Discussion:
thread_local initialization
(too old to reply)
jseigh
2024-11-22 12:42:54 UTC
Permalink
Apparently class type thread_local variable with are initialized
dynamically, not at load time. This means every time the
thread_local variable is accessed, the code checks to see if
the variable needs initialization. This doesn't appear to be
the case for native types.

This caused the c++ version of smrproxy to go from about
0.6 nanoseconds for a lock()/unlock() operation in c to
about 3.2 nanoseconds.

Joe Seigh
Bonita Montero
2024-11-22 12:58:59 UTC
Permalink
Post by jseigh
Apparently class type thread_local variable with are initialized
dynamically, not at load time.  This means every time the
thread_local variable is accessed, the code checks to see if
the variable needs initialization.  This doesn't appear to be
the case for native types.
That's true for local thread_local variables, but only partitially.
The Theck is done if the code comes across the definition and not
on every access. That's similar to a static local variable; the
difference is only that the static variable is shared among all
threads.
I often use thread_local for temporary buffers in my own ultility
libraries. F.e. if I have a temporary vector I never shrink its
capacity to have as less allocations as possible.
jseigh
2024-11-22 17:10:50 UTC
Permalink
Post by jseigh
Apparently class type thread_local variable with are initialized
dynamically, not at load time.  This means every time the
thread_local variable is accessed, the code checks to see if
the variable needs initialization.  This doesn't appear to be
the case for native types.
This caused the c++ version of  smrproxy to go from about
0.6 nanoseconds for a lock()/unlock() operation in c to
about 3.2 nanoseconds.
And if the thread_local isn't accessed, no object is created and
thus no dtor is run, in case anyone wonders why dtors seem to not
always run on thread locals. Confirmed via testcase.

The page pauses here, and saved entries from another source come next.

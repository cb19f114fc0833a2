//! Lot-Harvester: a used-car listing harvester
//!
//! This crate discovers listing pages on a paginated classifieds site, extracts
//! every car detail page it links to, and upserts normalized records into SQLite,
//! refreshing listings it has already seen.

pub mod config;
pub mod crawler;
pub mod listing;
pub mod output;
pub mod state;
pub mod storage;

use thiserror::Error;

/// Main error type for Lot-Harvester operations
#[derive(Debug, Error)]
pub enum HarvestError {
    #[error("Configuration error: {0}")]
    Config(#[from] ConfigError),

    #[error("Database error: {0}")]
    Database(#[from] rusqlite::Error),

    #[error("Storage error: {0}")]
    Storage(#[from] storage::StorageError),

    #[error("URL parse error: {0}")]
    UrlParse(#[from] ::url::ParseError),

    #[error("HTTP client error: {0}")]
    Reqwest(#[from] reqwest::Error),

    #[error(transparent)]
    RunConflict(#[from] state::RunConflict),

    #[error("Worker {worker_id} terminated abnormally: {message}")]
    Worker { worker_id: usize, message: String },

    #[error("IO error: {0}")]
    Io(#[from] std::io::Error),
}

/// Configuration-specific errors
#[derive(Debug, Error)]
pub enum ConfigError {
    #[error("Failed to read config file: {0}")]
    Io(#[from] std::io::Error),

    #[error("Failed to parse TOML: {0}")]
    Parse(#[from] toml::de::Error),

    #[error("Validation error: {0}")]
    Validation(String),

    #[error("Invalid URL in config: {0}")]
    InvalidUrl(String),

    #[error("Invalid CSS selector '{selector}': {message}")]
    InvalidSelector { selector: String, message: String },
}

/// Result type alias for Lot-Harvester operations
pub type Result<T> = std::result::Result<T, HarvestError>;

/// Result type alias for configuration operations
pub type ConfigResult<T> = std::result::Result<T, ConfigError>;

// Re-export commonly used types
pub use config::Config;
pub use crawler::{Coordinator, RunParams, RunReport};
pub use listing::Listing;
pub use state::RunState;
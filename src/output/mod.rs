//! Output module for reporting on harvested data
//!
//! This module handles:
//! - Loading listing and run statistics from storage
//! - Printing them for the `--stats` mode

pub mod stats;

pub use stats::{load_statistics, print_statistics, ListingStatistics};
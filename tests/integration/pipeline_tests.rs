//! Integration tests for the harvesting pipeline
//!
//! These tests use wiremock to stand up a fake classifieds site and drive
//! complete runs into an on-disk SQLite database.

use lot_harvester::config::{parse_config, Config};
use lot_harvester::crawler::InstantSleeper;
use lot_harvester::storage::{open_storage, RunStatus, SqliteStorage, Storage};
use lot_harvester::{Coordinator, HarvestError, RunParams};
use std::path::Path;
use std::sync::Arc;
use std::time::Duration;
use tempfile::TempDir;
use wiremock::matchers::{method, path, query_param};
use wiremock::{Mock, MockServer, ResponseTemplate};

fn test_config(server: &MockServer, db_path: &Path) -> Config {
    parse_config(&format!(
        r#"
[source]
search-url = "{}/search?category=1"
page-size = 2

[scraper]
workers = 2
batch-size = 2
request-timeout = 5

[output]
database-path = "{}"
"#,
        server.uri(),
        db_path.display()
    ))
    .expect("test config is valid")
}

fn coordinator(server: &MockServer, dir: &TempDir) -> Coordinator<SqliteStorage> {
    let db_path = dir.path().join("listings.db");
    let config = test_config(server, &db_path);
    let storage = open_storage(&db_path).expect("database opens");
    Coordinator::new(config, "test-hash", storage).with_sleeper(Arc::new(InstantSleeper))
}

fn search_page(total: u32, ids: &[u32]) -> String {
    let cards: String = ids
        .iter()
        .map(|id| {
            format!(
                r#"<a class="link product-card horizontal" href="/auto/{}.html">car {}</a>"#,
                id, id
            )
        })
        .collect();
    format!(
        r#"<html><body><div id="SortButtonContentCount">Знайдено {} оголошень</div>{}</body></html>"#,
        total, cards
    )
}

fn detail_page(title: &str, price: &str) -> String {
    format!(
        r#"<html><body>
            <div id="sideTitleTitle">{}</div>
            <div id="sidePrice">{} $ · 620 000 грн</div>
            <div id="basicInfoTableMainInfo0">120 тис. км</div>
            <div id="sellerInfoUserName">Олена</div>
            <div id="photoSlider"><img data-src="https://cdn.example.com/1.jpg"></div>
            <span class="common-badge alpha medium">1 з 12</span>
            <div id="badges">AA 1234 BBWVWZZZ1JZ3W386752</div>
        </body></html>"#,
        title, price
    )
}

async fn mount_search(server: &MockServer, page: &str, body: String) {
    Mock::given(method("GET"))
        .and(path("/search"))
        .and(query_param("page", page))
        .respond_with(ResponseTemplate::new(200).set_body_string(body))
        .mount(server)
        .await;
}

async fn mount_detail(server: &MockServer, id: u32, body: String) {
    Mock::given(method("GET"))
        .and(path(format!("/auto/{}.html", id)))
        .respond_with(ResponseTemplate::new(200).set_body_string(body))
        .mount(server)
        .await;
}

#[tokio::test]
async fn test_full_run_stores_listings() {
    let server = MockServer::start().await;
    let dir = tempfile::tempdir().unwrap();

    mount_search(&server, "0", search_page(3, &[1, 2])).await;
    mount_search(&server, "1", search_page(3, &[3])).await;
    mount_detail(&server, 1, detail_page("Volkswagen Passat 2018", "15 500")).await;
    mount_detail(&server, 2, detail_page("Skoda Octavia 2019", "14 200")).await;
    Mock::given(method("GET"))
        .and(path("/auto/3.html"))
        .respond_with(ResponseTemplate::new(404))
        .expect(1)
        .mount(&server)
        .await;

    let coordinator = coordinator(&server, &dir);
    let report = coordinator
        .run(RunParams {
            workers: 2,
            page_limit: None,
        })
        .await
        .expect("run succeeds");

    assert_eq!(report.total_pages, 2);
    assert_eq!(report.counts.pages_scanned, 2);
    assert_eq!(report.counts.links_queued, 3);
    assert_eq!(report.counts.listings_saved, 2);
    assert_eq!(report.counts.links_dropped, 1);
    assert!(!coordinator.run_state().is_running());

    let storage = coordinator.storage();
    let storage = storage.lock().unwrap();
    assert_eq!(storage.count_listings().unwrap(), 2);

    let passat = storage
        .get_listing(&format!("{}/auto/1.html", server.uri()))
        .unwrap()
        .expect("listing stored");
    assert_eq!(passat.title, "Volkswagen Passat 2018");
    assert_eq!(passat.price_usd, 15500);
    assert_eq!(passat.odometer_km, 120000);
    assert_eq!(passat.seller_name.as_deref(), Some("Олена"));
    assert_eq!(passat.phone_number, None);
    assert_eq!(
        passat.primary_image_url.as_deref(),
        Some("https://cdn.example.com/1.jpg")
    );
    assert_eq!(passat.image_count, 12);
    assert_eq!(passat.plate_number.as_deref(), Some("AA 1234 BB"));
    assert_eq!(passat.vin.as_deref(), Some("WVWZZZ1JZ3W386752"));
    assert!(passat.last_seen_at.is_some());

    let run = storage.get_latest_run().unwrap().expect("run recorded");
    assert_eq!(run.id, report.run_id);
    assert_eq!(run.status, RunStatus::Completed);
    assert_eq!(run.config_hash, "test-hash");
    assert_eq!(run.counts, report.counts);
}

#[tokio::test]
async fn test_rate_limited_detail_is_retried() {
    let server = MockServer::start().await;
    let dir = tempfile::tempdir().unwrap();

    mount_search(&server, "0", search_page(1, &[7])).await;
    Mock::given(method("GET"))
        .and(path("/auto/7.html"))
        .respond_with(ResponseTemplate::new(429))
        .up_to_n_times(2)
        .expect(2)
        .mount(&server)
        .await;
    Mock::given(method("GET"))
        .and(path("/auto/7.html"))
        .respond_with(ResponseTemplate::new(200).set_body_string(detail_page("BMW X5", "40 000")))
        .expect(1)
        .mount(&server)
        .await;

    let coordinator = coordinator(&server, &dir);
    let report = coordinator
        .run(RunParams {
            workers: 1,
            page_limit: None,
        })
        .await
        .unwrap();

    assert_eq!(report.counts.listings_saved, 1);
    assert_eq!(report.counts.links_dropped, 0);
}

#[tokio::test]
async fn test_persistent_rate_limit_drops_link_without_failing_run() {
    let server = MockServer::start().await;
    let dir = tempfile::tempdir().unwrap();

    mount_search(&server, "0", search_page(2, &[1, 2])).await;
    mount_detail(&server, 1, detail_page("Audi A4", "12 000")).await;
    Mock::given(method("GET"))
        .and(path("/auto/2.html"))
        .respond_with(ResponseTemplate::new(429))
        .expect(3)
        .mount(&server)
        .await;

    let coordinator = coordinator(&server, &dir);
    let report = coordinator
        .run(RunParams {
            workers: 2,
            page_limit: None,
        })
        .await
        .unwrap();

    assert_eq!(report.counts.listings_saved, 1);
    assert_eq!(report.counts.links_dropped, 1);
}

#[tokio::test]
async fn test_page_limit_bounds_search_pages() {
    let server = MockServer::start().await;
    let dir = tempfile::tempdir().unwrap();

    mount_search(&server, "0", search_page(6, &[1, 2])).await;
    for page in ["1", "2"] {
        Mock::given(method("GET"))
            .and(path("/search"))
            .and(query_param("page", page))
            .respond_with(ResponseTemplate::new(200).set_body_string(search_page(6, &[9])))
            .expect(0)
            .mount(&server)
            .await;
    }
    mount_detail(&server, 1, detail_page("Ford Focus", "7 000")).await;
    mount_detail(&server, 2, detail_page("Opel Astra", "6 500")).await;

    let coordinator = coordinator(&server, &dir);
    let report = coordinator
        .run(RunParams {
            workers: 1,
            page_limit: Some(1),
        })
        .await
        .unwrap();

    assert_eq!(report.total_pages, 3);
    assert_eq!(report.counts.pages_scanned, 1);
    assert_eq!(report.counts.listings_saved, 2);
}

#[tokio::test]
async fn test_second_run_refreshes_existing_listing() {
    let server = MockServer::start().await;
    let dir = tempfile::tempdir().unwrap();
    let url = format!("{}/auto/1.html", server.uri());

    mount_search(&server, "0", search_page(1, &[1])).await;
    mount_detail(&server, 1, detail_page("Toyota Camry", "21 000")).await;

    let coordinator = coordinator(&server, &dir);
    let params = RunParams {
        workers: 1,
        page_limit: None,
    };
    coordinator.run(params).await.unwrap();
    let first_seen = coordinator
        .storage()
        .lock()
        .unwrap()
        .get_listing(&url)
        .unwrap()
        .unwrap()
        .last_seen_at;

    server.reset().await;
    mount_search(&server, "0", search_page(1, &[1])).await;
    mount_detail(&server, 1, detail_page("Toyota Camry", "19 500")).await;

    let second = coordinator.run(params).await.unwrap();

    let storage = coordinator.storage();
    let storage = storage.lock().unwrap();
    assert_eq!(storage.count_listings().unwrap(), 1);
    let listing = storage.get_listing(&url).unwrap().unwrap();
    assert_eq!(listing.price_usd, 19500);
    assert!(listing.last_seen_at >= first_seen);
    assert_eq!(storage.get_latest_run().unwrap().unwrap().id, second.run_id);
}

#[tokio::test]
async fn test_overlapping_run_is_rejected() {
    let server = MockServer::start().await;
    let dir = tempfile::tempdir().unwrap();

    Mock::given(method("GET"))
        .and(path("/search"))
        .and(query_param("page", "0"))
        .respond_with(
            ResponseTemplate::new(200)
                .set_body_string(search_page(1, &[1]))
                .set_delay(Duration::from_millis(300)),
        )
        .mount(&server)
        .await;
    mount_detail(&server, 1, detail_page("Mazda 6", "16 000")).await;

    let coordinator = coordinator(&server, &dir);
    let params = RunParams {
        workers: 1,
        page_limit: None,
    };

    let handle = coordinator.start_run(params).expect("first run starts");
    assert!(coordinator.run_state().is_running());

    let rejected = coordinator.start_run(params);
    assert!(matches!(rejected, Err(HarvestError::RunConflict(_))));
    assert!(coordinator.run_state().is_running());

    let report = handle.await.unwrap().expect("first run completes");
    assert_eq!(report.counts.listings_saved, 1);
    assert!(!coordinator.run_state().is_running());
}

#[tokio::test]
async fn test_missing_count_element_scans_single_page() {
    let server = MockServer::start().await;
    let dir = tempfile::tempdir().unwrap();

    mount_search(
        &server,
        "0",
        r#"<html><body><a class="link product-card horizontal" href="/auto/5.html">car</a></body></html>"#
            .to_string(),
    )
    .await;
    mount_detail(&server, 5, detail_page("Kia Ceed", "9 900")).await;

    let coordinator = coordinator(&server, &dir);
    let report = coordinator
        .run(RunParams {
            workers: 3,
            page_limit: None,
        })
        .await
        .unwrap();

    assert_eq!(report.total_pages, 1);
    assert_eq!(report.counts.listings_saved, 1);
}
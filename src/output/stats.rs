//! Statistics over the listing store
//!
//! This module provides functionality for extracting and displaying
//! harvest statistics from the storage layer.

use crate::storage::{RunRecord, Storage};
use crate::HarvestError;
use chrono::{DateTime, Utc};

/// Harvest statistics summary
#[derive(Debug, Clone)]
pub struct ListingStatistics {
    /// Number of distinct listings stored
    pub total_listings: u64,

    /// Most recent run, if any
    pub latest_run: Option<RunRecord>,
}

impl ListingStatistics {
    /// Wall-clock duration of the latest run, once it has finished
    pub fn latest_run_duration_seconds(&self) -> Option<i64> {
        let run = self.latest_run.as_ref()?;
        let started = run.started_at.parse::<DateTime<Utc>>().ok()?;
        let finished = run.finished_at.as_ref()?.parse::<DateTime<Utc>>().ok()?;
        Some((finished - started).num_seconds())
    }

    /// Share of queued links in the latest run that ended up stored, in percent
    pub fn latest_run_yield(&self) -> Option<f64> {
        let counts = self.latest_run.as_ref()?.counts;
        if counts.links_queued == 0 {
            return None;
        }
        Some(counts.listings_saved as f64 / counts.links_queued as f64 * 100.0)
    }
}

/// Loads statistics from storage
///
/// # Arguments
///
/// * `storage` - The storage backend to query
///
/// # Returns
///
/// * `Ok(ListingStatistics)` - Successfully loaded statistics
/// * `Err(HarvestError)` - Failed to query statistics
pub fn load_statistics(storage: &dyn Storage) -> Result<ListingStatistics, HarvestError> {
    Ok(ListingStatistics {
        total_listings: storage.count_listings()?,
        latest_run: storage.get_latest_run()?,
    })
}

/// Prints statistics to stdout in a formatted manner
pub fn print_statistics(stats: &ListingStatistics) {
    println!("=== Harvest Statistics ===\n");

    println!("Overview:");
    println!("  Listings stored: {}", stats.total_listings);
    println!();

    let Some(run) = &stats.latest_run else {
        println!("No runs recorded yet.");
        return;
    };

    println!("Latest Run (#{}):", run.id);
    println!("  Status: {}", run.status.to_db_string());
    println!("  Started: {}", run.started_at);
    match &run.finished_at {
        Some(finished) => println!("  Finished: {}", finished),
        None => println!("  Finished: -"),
    }
    if let Some(seconds) = stats.latest_run_duration_seconds() {
        println!("  Duration: {}s", seconds);
    }
    println!("  Config hash: {}", run.config_hash);
    println!();

    println!("Counters:");
    println!("  Search pages scanned: {}", run.counts.pages_scanned);
    println!("  Links queued: {}", run.counts.links_queued);
    println!("  Listings saved: {}", run.counts.listings_saved);
    println!("  Links dropped: {}", run.counts.links_dropped);

    if let Some(rate) = stats.latest_run_yield() {
        println!();
        println!(
            "Yield: {:.1}% ({} / {} links stored)",
            rate, run.counts.listings_saved, run.counts.links_queued
        );
    }
}
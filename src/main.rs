//! Lot-Harvester main entry point
//!
//! This is the command-line interface for the Lot-Harvester listing scraper.

use anyhow::Context;
use clap::Parser;
use lot_harvester::config::{
    load_config_with_hash, validate_page_limit, validate_worker_count, Config,
};
use lot_harvester::output::{load_statistics, print_statistics};
use lot_harvester::storage::open_storage;
use lot_harvester::{Coordinator, RunParams};
use std::path::{Path, PathBuf};
use tracing_subscriber::EnvFilter;

/// Lot-Harvester: a used-car listing harvester
///
/// Lot-Harvester walks the paginated search results of a classifieds site,
/// extracts every car detail page it links to, and keeps an up-to-date copy of
/// each listing in SQLite.
#[derive(Parser, Debug)]
#[command(name = "lot-harvester")]
#[command(version = "1.0.0")]
#[command(about = "A used-car listing harvester", long_about = None)]
struct Cli {
    /// Path to TOML configuration file
    #[arg(value_name = "CONFIG")]
    config: PathBuf,

    /// Increase logging verbosity (-v, -vv, -vvv)
    #[arg(short, long, action = clap::ArgAction::Count)]
    verbose: u8,

    /// Suppress non-error output
    #[arg(short, long, conflicts_with = "verbose")]
    quiet: bool,

    /// Number of extraction workers (1-10), overriding the config file
    #[arg(long, value_parser = parse_workers)]
    workers: Option<usize>,

    /// Maximum number of search pages to scan, overriding the config file
    #[arg(long, value_parser = parse_page_limit)]
    pages: Option<u32>,

    /// Validate config and show what would be harvested without fetching anything
    #[arg(long, conflicts_with = "stats")]
    dry_run: bool,

    /// Show statistics from the database and exit
    #[arg(long, conflicts_with = "dry_run")]
    stats: bool,
}

fn parse_workers(value: &str) -> Result<usize, String> {
    let workers: usize = value.parse().map_err(|e| format!("{}", e))?;
    validate_worker_count(workers).map_err(|e| e.to_string())?;
    Ok(workers)
}

fn parse_page_limit(value: &str) -> Result<u32, String> {
    let limit: u32 = value.parse().map_err(|e| format!("{}", e))?;
    validate_page_limit(limit).map_err(|e| e.to_string())?;
    Ok(limit)
}

#[tokio::main]
async fn main() -> anyhow::Result<()> {
    let cli = Cli::parse();

    // Setup logging based on verbosity
    setup_logging(cli.verbose, cli.quiet);

    tracing::info!("Loading configuration from: {}", cli.config.display());
    let (config, config_hash) = load_config_with_hash(&cli.config)
        .with_context(|| format!("Failed to load configuration {}", cli.config.display()))?;
    tracing::info!("Configuration loaded successfully (hash: {})", config_hash);

    let mut params = RunParams::from_config(&config.scraper);
    if let Some(workers) = cli.workers {
        params.workers = workers;
    }
    if cli.pages.is_some() {
        params.page_limit = cli.pages;
    }

    if cli.dry_run {
        handle_dry_run(&config, &params);
    } else if cli.stats {
        handle_stats(&config)?;
    } else {
        handle_run(config, config_hash, params).await?;
    }

    Ok(())
}

/// Sets up the logging/tracing subscriber based on verbosity level
fn setup_logging(verbose: u8, quiet: bool) {
    let filter = if quiet {
        EnvFilter::new("error")
    } else {
        match verbose {
            0 => EnvFilter::new("lot_harvester=info,warn"),
            1 => EnvFilter::new("lot_harvester=debug,info"),
            2 => EnvFilter::new("lot_harvester=trace,debug"),
            _ => EnvFilter::new("trace"),
        }
    };

    tracing_subscriber::fmt()
        .with_env_filter(filter)
        .with_target(false)
        .with_thread_ids(false)
        .with_file(false)
        .init();
}

/// Handles the --dry-run mode: validates config and shows what would be harvested
fn handle_dry_run(config: &Config, params: &RunParams) {
    println!("=== Lot-Harvester Dry Run ===\n");

    println!("Source:");
    println!("  Search URL: {}", config.source.search_url);
    println!(
        "  Site origin: {}",
        config.source.site_origin.as_deref().unwrap_or("(from search URL)")
    );
    println!("  Page size: {}", config.source.page_size);
    println!("  Card selector: {}", config.source.card_selector);
    println!("  Count selector: {}", config.source.total_count_selector);

    println!("\nRun:");
    println!("  Workers: {}", params.workers);
    match params.page_limit {
        Some(limit) => println!("  Page limit: {}", limit),
        None => println!("  Page limit: none"),
    }
    println!("  Batch size: {}", config.scraper.batch_size);
    println!(
        "  Attempts: {} per detail page, {} per search page",
        config.scraper.max_detail_attempts, config.scraper.max_discovery_attempts
    );
    println!("  Request timeout: {}s", config.scraper.request_timeout);

    println!("\nHTTP:");
    println!("  User agents: {}", config.http.user_agents.len());
    println!("  Referer: {}", config.http.referer);

    println!("\nOutput:");
    println!("  Database: {}", config.output.database_path);

    println!("\n✓ Configuration is valid");
}

/// Handles the --stats mode: shows statistics from the database
fn handle_stats(config: &Config) -> anyhow::Result<()> {
    println!("Database: {}\n", config.output.database_path);

    let storage = open_storage(Path::new(&config.output.database_path))
        .context("Failed to open database")?;
    let stats = load_statistics(&storage).context("Failed to load statistics")?;
    print_statistics(&stats);

    Ok(())
}

/// Handles the main harvest operation
async fn handle_run(config: Config, config_hash: String, params: RunParams) -> anyhow::Result<()> {
    let storage = open_storage(Path::new(&config.output.database_path))
        .with_context(|| format!("Failed to open database {}", config.output.database_path))?;
    let coordinator = Coordinator::new(config, config_hash, storage);

    let handle = coordinator.start_run(params)?;
    match handle.await.context("Harvest task panicked")? {
        Ok(report) => {
            tracing::info!(
                "Run {} finished: {} pages scanned of {}, {} links queued, {} listings saved, {} dropped, {} batches",
                report.run_id,
                report.counts.pages_scanned,
                report.total_pages,
                report.counts.links_queued,
                report.counts.listings_saved,
                report.counts.links_dropped,
                report.batches_flushed
            );
            Ok(())
        }
        Err(e) => {
            tracing::error!("Harvest failed: {}", e);
            Err(e.into())
        }
    }
}
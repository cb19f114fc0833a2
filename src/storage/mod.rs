//! Storage module for persisting harvested listings
//!
//! This module handles all database operations for the harvester, including:
//! - SQLite database initialization and schema management
//! - Idempotent listing upserts keyed by source URL
//! - Run tracking

mod schema;
mod sqlite;
mod traits;

pub use sqlite::SqliteStorage;
pub use traits::{Storage, StorageError, StorageResult};

use crate::HarvestError;

use std::path::Path;

/// Opens a storage database
///
/// The schema is created lazily, before the first read or write.
pub fn open_storage(path: &Path) -> Result<SqliteStorage, HarvestError> {
    SqliteStorage::new(path)
}

/// Represents a harvest run
#[derive(Debug, Clone)]
pub struct RunRecord {
    pub id: i64,
    pub started_at: String,
    pub finished_at: Option<String>,
    pub config_hash: String,
    pub status: RunStatus,
    pub counts: RunCounts,
}

/// Counters accumulated over one run
#[derive(Debug, Clone, Copy, Default, PartialEq, Eq)]
pub struct RunCounts {
    /// Search pages whose links were collected
    pub pages_scanned: u64,
    /// Detail links placed on the work queue
    pub links_queued: u64,
    /// Listings written to storage
    pub listings_saved: u64,
    /// Links that produced no stored listing
    pub links_dropped: u64,
}

/// Status of a harvest run
#[derive(Debug, Clone, Copy, PartialEq, Eq)]
pub enum RunStatus {
    Running,
    Completed,
    Failed,
}

impl RunStatus {
    pub fn to_db_string(&self) -> &'static str {
        match self {
            Self::Running => "running",
            Self::Completed => "completed",
            Self::Failed => "failed",
        }
    }

    pub fn from_db_string(s: &str) -> Option<Self> {
        match s {
            "running" => Some(Self::Running),
            "completed" => Some(Self::Completed),
            "failed" => Some(Self::Failed),
            _ => None,
        }
    }
}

I verified the checks by a timing loop, 100,000,000. The object
may only be created once but it checks on every single access.
Also the generated code confirms that as well.

Joe Seigh
Bonita Montero
2024-11-22 19:01:32 UTC
Permalink
I verified the checks by a timing loop, 100,000,000.  The object
may only be created once but it checks on every single access.
Also the generated code confirms that as well.
No, the object is only created if the code comes across its definition,
and not on every access.
Chris M. Thomasson
2024-11-22 21:05:21 UTC
Permalink
Post by jseigh
Apparently class type thread_local variable with are initialized
dynamically, not at load time.  This means every time the
thread_local variable is accessed, the code checks to see if
the variable needs initialization.  This doesn't appear to be
the case for native types.
This caused the c++ version of  smrproxy to go from about
0.6 nanoseconds for a lock()/unlock() operation in c to
about 3.2 nanoseconds.
Shit. Humm...


thread_local struct ct_per_thread* ct_g_per_thread = nullptr;


ct_per_thread*
proxy_register_thread()
{
if (! ct_g_per_thread)
{
thread_local ct_per_thread l_ct_per_thread(_whatever_);
ct_g_per_thread = &l_ct_per_thread;
}

return ct_g_per_thread;
}


void proxy_lock()
{
ct_per_thread* per_thread = ct_g_per_thread;
assert(per_thread);
}


void proxy_unlock()
{
ct_per_thread* per_thread = ct_g_per_thread;
assert(per_thread);
}


If those asserts trip then it means that proxy_register_thread was not
called before them. Humm... Change the API to accept a pointer to a
ct_per_thread... ;^)

void proxy_lock(ct_per_thread* per_thread)
{

}


void proxy_unlock(ct_per_thread* per_thread)
{

}


void test()
{
ct_per_thread* per_thread = proxy_register_thread();

for (unsigned long i = 0; i < 1000000; ++i)
{
proxy_lock(per_thread);
//... do you thing!
proxy_unlock(per_thread);
}
}

The dtor of ct_per_thread would set ct_g_per_thread to 0?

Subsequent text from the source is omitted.